======== PROVIDED RECORDS

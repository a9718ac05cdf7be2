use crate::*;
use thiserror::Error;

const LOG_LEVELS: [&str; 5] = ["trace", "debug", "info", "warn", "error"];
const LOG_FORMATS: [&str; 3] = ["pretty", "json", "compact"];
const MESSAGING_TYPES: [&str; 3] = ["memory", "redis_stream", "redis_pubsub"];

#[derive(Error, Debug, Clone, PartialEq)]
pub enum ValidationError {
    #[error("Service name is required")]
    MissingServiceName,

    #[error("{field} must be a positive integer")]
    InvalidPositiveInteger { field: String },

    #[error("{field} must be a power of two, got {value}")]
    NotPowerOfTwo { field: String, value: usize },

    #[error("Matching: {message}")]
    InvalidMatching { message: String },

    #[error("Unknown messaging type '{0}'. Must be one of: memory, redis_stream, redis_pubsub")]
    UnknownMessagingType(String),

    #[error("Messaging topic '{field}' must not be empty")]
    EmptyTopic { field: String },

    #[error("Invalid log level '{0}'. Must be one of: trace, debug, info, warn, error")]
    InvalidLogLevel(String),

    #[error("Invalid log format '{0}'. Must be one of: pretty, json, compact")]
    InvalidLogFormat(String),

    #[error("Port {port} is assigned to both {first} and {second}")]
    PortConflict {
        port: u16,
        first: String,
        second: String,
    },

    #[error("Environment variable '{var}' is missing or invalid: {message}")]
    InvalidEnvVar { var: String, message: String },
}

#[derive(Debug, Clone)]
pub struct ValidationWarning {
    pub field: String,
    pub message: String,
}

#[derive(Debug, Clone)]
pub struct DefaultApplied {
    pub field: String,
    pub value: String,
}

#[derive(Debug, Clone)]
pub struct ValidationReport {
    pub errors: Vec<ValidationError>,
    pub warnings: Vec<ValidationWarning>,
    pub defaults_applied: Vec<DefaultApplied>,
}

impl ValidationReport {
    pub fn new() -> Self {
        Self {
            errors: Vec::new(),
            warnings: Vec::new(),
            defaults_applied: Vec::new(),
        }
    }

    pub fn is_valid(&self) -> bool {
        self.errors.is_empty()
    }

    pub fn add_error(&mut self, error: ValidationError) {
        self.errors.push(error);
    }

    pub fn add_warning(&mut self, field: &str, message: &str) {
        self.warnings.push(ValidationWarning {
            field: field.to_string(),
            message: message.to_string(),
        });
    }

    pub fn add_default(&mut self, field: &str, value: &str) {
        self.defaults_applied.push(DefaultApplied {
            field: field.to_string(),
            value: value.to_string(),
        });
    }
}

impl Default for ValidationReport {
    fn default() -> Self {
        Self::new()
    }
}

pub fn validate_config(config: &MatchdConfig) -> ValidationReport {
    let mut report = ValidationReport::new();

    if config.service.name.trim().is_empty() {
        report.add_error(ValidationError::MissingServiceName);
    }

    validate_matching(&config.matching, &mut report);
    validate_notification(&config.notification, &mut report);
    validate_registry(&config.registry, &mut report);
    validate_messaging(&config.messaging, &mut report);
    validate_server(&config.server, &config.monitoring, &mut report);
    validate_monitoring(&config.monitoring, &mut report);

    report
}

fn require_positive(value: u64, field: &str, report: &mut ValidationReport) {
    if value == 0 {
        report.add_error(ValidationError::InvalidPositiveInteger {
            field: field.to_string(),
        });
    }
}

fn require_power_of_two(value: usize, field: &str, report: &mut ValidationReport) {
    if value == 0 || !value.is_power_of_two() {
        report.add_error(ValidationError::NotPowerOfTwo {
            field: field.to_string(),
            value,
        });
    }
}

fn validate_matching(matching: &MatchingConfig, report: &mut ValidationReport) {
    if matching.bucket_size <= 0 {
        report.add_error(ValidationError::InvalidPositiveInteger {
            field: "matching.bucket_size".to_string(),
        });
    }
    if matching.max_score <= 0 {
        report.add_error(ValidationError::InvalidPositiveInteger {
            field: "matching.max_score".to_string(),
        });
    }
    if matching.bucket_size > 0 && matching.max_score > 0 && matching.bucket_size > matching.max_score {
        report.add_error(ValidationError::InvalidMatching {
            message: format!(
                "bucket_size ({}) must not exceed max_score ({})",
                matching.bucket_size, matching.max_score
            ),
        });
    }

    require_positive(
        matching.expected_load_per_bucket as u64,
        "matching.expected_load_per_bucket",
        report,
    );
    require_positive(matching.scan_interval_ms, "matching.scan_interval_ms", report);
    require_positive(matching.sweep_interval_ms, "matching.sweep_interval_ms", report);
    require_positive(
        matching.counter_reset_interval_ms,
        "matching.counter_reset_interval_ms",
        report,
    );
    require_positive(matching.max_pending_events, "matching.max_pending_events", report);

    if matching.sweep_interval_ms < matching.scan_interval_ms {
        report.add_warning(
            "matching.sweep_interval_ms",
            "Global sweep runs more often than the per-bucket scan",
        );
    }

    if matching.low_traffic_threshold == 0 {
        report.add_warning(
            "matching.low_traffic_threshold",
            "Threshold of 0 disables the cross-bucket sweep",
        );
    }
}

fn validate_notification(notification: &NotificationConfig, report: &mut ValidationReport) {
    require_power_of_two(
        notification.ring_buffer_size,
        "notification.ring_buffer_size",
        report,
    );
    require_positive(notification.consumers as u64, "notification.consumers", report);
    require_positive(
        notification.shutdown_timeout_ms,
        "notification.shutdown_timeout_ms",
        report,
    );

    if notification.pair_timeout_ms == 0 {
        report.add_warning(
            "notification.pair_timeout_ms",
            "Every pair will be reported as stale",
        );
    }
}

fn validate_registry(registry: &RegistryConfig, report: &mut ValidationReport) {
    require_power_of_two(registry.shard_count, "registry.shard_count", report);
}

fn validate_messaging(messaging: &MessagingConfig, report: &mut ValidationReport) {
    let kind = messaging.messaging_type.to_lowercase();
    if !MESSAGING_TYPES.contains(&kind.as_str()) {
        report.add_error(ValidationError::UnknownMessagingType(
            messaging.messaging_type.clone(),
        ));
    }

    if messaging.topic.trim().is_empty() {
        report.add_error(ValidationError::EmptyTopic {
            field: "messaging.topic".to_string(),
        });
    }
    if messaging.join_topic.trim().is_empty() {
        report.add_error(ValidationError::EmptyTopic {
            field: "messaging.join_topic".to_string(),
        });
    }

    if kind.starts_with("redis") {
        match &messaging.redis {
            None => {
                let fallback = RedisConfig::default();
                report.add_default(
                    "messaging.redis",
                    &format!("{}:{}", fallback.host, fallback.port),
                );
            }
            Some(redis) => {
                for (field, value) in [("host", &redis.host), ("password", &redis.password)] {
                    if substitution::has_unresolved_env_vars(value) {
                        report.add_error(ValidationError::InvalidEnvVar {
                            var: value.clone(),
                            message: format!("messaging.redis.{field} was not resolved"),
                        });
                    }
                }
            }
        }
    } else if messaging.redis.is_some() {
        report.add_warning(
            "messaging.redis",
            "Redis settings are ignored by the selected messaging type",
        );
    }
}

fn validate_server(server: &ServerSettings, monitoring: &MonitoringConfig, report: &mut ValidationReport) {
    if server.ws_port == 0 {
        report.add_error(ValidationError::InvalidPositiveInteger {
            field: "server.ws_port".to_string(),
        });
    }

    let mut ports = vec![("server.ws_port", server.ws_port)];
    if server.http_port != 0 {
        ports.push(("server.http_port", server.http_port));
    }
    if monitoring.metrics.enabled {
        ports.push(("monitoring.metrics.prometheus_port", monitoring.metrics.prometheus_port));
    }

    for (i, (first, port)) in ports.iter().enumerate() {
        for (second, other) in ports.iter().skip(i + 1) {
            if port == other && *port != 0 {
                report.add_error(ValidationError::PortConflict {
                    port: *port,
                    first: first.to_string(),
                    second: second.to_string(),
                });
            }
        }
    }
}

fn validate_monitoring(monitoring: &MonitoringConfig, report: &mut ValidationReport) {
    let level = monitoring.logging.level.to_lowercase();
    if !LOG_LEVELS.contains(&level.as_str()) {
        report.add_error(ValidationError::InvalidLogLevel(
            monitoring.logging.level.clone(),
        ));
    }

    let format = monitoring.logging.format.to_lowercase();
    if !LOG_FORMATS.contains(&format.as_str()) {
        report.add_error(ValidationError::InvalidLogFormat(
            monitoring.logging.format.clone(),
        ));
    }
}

================

## INSTRUCTIONS FOR THE TASK
Where a line of the records holds the word "contains", copy that line.

## TASK SOLUTION
    if !MESSAGING_TYPES.contains(&kind.as_str()) {
    if !LOG_LEVELS.contains(&level.as_str()) {
    if !LOG_FORMATS.contains(&format.as_str()) {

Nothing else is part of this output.